After all the straps are adjusted, the system fits perfectly. (Photo by Karen Dibert)

Be aware that the initial fitting of the harness is going to take some time. It is an eight-point buckle system that will need every strap adjusted just so to be sure it adequately fits, allowing the system to do its job. The soft, durable webbing includes a mesh backing to keep her rear end covered at all times, and allows her to relieve herself over the top and through the mesh. This is also a reason why the harness needs adjusted properly. It took me about 10 minutes to get Jill harnessed in properly, but now that I know it fits and covers all that it should, I simply need to buckle it on next time she wears it, much like a dog coat or harness.

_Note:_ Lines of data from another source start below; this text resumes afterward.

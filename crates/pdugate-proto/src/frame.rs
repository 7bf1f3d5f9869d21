//! Complete frame: header plus CBOR payload.

use bytes::Bytes;
use serde::{Serialize, de::DeserializeOwned};

use crate::{
    errors::{ProtocolError, Result},
    header::{FrameHeader, MAX_PAYLOAD_SIZE},
    opcodes::Opcode,
};

/// A decoded frame.
///
/// The payload is kept as raw bytes; turning it into a typed message is the
/// job of [`Request::from_frame`](crate::Request::from_frame) and
/// [`Ack::from_frame`](crate::Ack::from_frame).
#[derive(Debug, Clone, PartialEq, Eq)]
pub struct Frame {
    opcode: Opcode,
    payload: Bytes,
}

impl Frame {
    /// Create a frame from an opcode and an already-encoded payload.
    pub fn new(opcode: Opcode, payload: impl Into<Bytes>) -> Self {
        Self { opcode, payload: payload.into() }
    }

    /// Create a frame by CBOR-encoding `message` as the payload.
    pub fn from_message<T: Serialize>(opcode: Opcode, message: &T) -> Result<Self> {
        let mut payload = Vec::new();
        ciborium::ser::into_writer(message, &mut payload)
            .map_err(|e| ProtocolError::Encode(e.to_string()))?;
        Ok(Self::new(opcode, payload))
    }

    /// Decode the CBOR payload as `T`.
    pub fn message<T: DeserializeOwned>(&self) -> Result<T> {
        ciborium::de::from_reader(&self.payload[..])
            .map_err(|e| ProtocolError::Decode(e.to_string()))
    }

    /// Message kind.
    pub fn opcode(&self) -> Opcode {
        self.opcode
    }

    /// Raw payload bytes.
    pub fn payload(&self) -> &Bytes {
        &self.payload
    }

    /// Header describing this frame.
    pub fn header(&self) -> Result<FrameHeader> {
        let size = self.payload.len();
        if size > MAX_PAYLOAD_SIZE {
            return Err(ProtocolError::PayloadTooLarge { size, max: MAX_PAYLOAD_SIZE });
        }
        // MAX_PAYLOAD_SIZE fits in u32
        Ok(FrameHeader::new(self.opcode, size as u32))
    }

    /// Total encoded length (header + payload).
    pub fn encoded_len(&self) -> usize {
        FrameHeader::SIZE + self.payload.len()
    }

    /// Append the wire encoding of this frame to `dst`.
    ///
    /// # Errors
    ///
    /// Returns `PayloadTooLarge` if the payload exceeds [`MAX_PAYLOAD_SIZE`].
    pub fn encode(&self, dst: &mut Vec<u8>) -> Result<()> {
        let header = self.header()?;
        dst.reserve(self.encoded_len());
        dst.extend_from_slice(&header.to_bytes());
        dst.extend_from_slice(&self.payload);
        Ok(())
    }

    /// Decode one frame from the start of `bytes`. Trailing bytes are ignored.
    ///
    /// # Errors
    ///
    /// Any header validation error, or `Truncated` if the payload is
    /// incomplete.
    pub fn decode(bytes: &[u8]) -> Result<Self> {
        let header = FrameHeader::parse(bytes)?;
        let end = FrameHeader::SIZE + header.payload_size();

        let payload = bytes
            .get(FrameHeader::SIZE..end)
            .ok_or(ProtocolError::Truncated { expected: end, actual: bytes.len() })?;

        Ok(Self { opcode: header.opcode()?, payload: Bytes::copy_from_slice(payload) })
    }
}

#[cfg(test)]
mod tests {
    use hex_literal::hex;

    use super::*;

    #[test]
    fn encode_writes_header_then_payload() {
        let frame = Frame::new(Opcode::DeregistrationRequest, vec![0xa1, 0x00]);
        let mut buf = Vec::new();
        frame.encode(&mut buf).unwrap();

        assert_eq!(buf, hex!("50445547 01 03 0000 00000002 a100"));
        assert_eq!(buf.len(), frame.encoded_len());
    }

    #[test]
    fn decode_reads_what_encode_wrote() {
        let frame = Frame::new(Opcode::PduSessionAck, b"payload".to_vec());
        let mut buf = Vec::new();
        frame.encode(&mut buf).unwrap();

        assert_eq!(Frame::decode(&buf).unwrap(), frame);
    }

    #[test]
    fn decode_rejects_incomplete_payload() {
        let bytes = hex!("50445547 01 01 0000 00000008 a1 62 69 64");
        assert!(matches!(
            Frame::decode(&bytes),
            Err(ProtocolError::Truncated { expected: 20, actual: 16 })
        ));
    }

    #[test]
    fn encode_rejects_oversized_payload() {
        let frame = Frame::new(Opcode::RegistrationRequest, vec![0u8; MAX_PAYLOAD_SIZE + 1]);
        let mut buf = Vec::new();
        assert!(matches!(frame.encode(&mut buf), Err(ProtocolError::PayloadTooLarge { .. })));
        assert!(buf.is_empty());
    }

    #[test]
    fn message_decode_failure_is_reported() {
        let frame = Frame::new(Opcode::RegistrationRequest, vec![0xff, 0xff]);
        let result: Result<u64> = frame.message();
        assert!(matches!(result, Err(ProtocolError::Decode(_))));
    }
}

Jill is not a fan of this system, but she also is not a huge fan of coats. It’s a personal preference for dogs, and something they would get accustomed to quickly. For the peace of mind and level of protection it offers, it is well worth the slight discomfort to your dog until she adjusts. (And by discomfort, I mean “oh my gosh, there’s something on me,” because it does not harm the dog in any way whatsoever.)

Now I can feel confident to take a shower or go for groceries without having to lock the dogs up to prevent unwanted litters while I’m not looking. The PABS system helps me plan, confidently, when puppies will NOT happen, and that is good for both myself and my dog.

The system, fresh out of the box. (Photo by Karen Dibert)

PABS sizing runs from S to XXL, covering dogs between 8 and 120 pounds. The systems are adjustable to fit your dog’s unique waist size and dimensions because a good fit is key to keeping your dog safe from unwanted breeding.

Dogster scorecard for the Pet Anti-Breeding Systems (PABS)

Quality: Very good! The full adjustability of this system will ensure a perfect fit on any dog or body style, and a good fit is going to be what makes the system work.
Practicality: While it’s rather a chore to get it adjusted the first time, and it looks far less than attractive, it really is an excellent preventive. I like that the dog can still go potty with the system on, and the fact that it has pads to catch messes.
Value: While at$49.99 to $67.99 it’s not as cheap as I’d like, considering the alternative is raising a litter of puppies, it’s a very cheap option in the long run. And it’s far healthier for a dog than medication.

Bottom line

Being so effective, I can’t complain too much about the look of the system, but the reality is that it’s not exactly dog park wear. It’s best suited for homes with unaltered males and females together in the house, or a hunting dog who is in heat and you need to take into the field.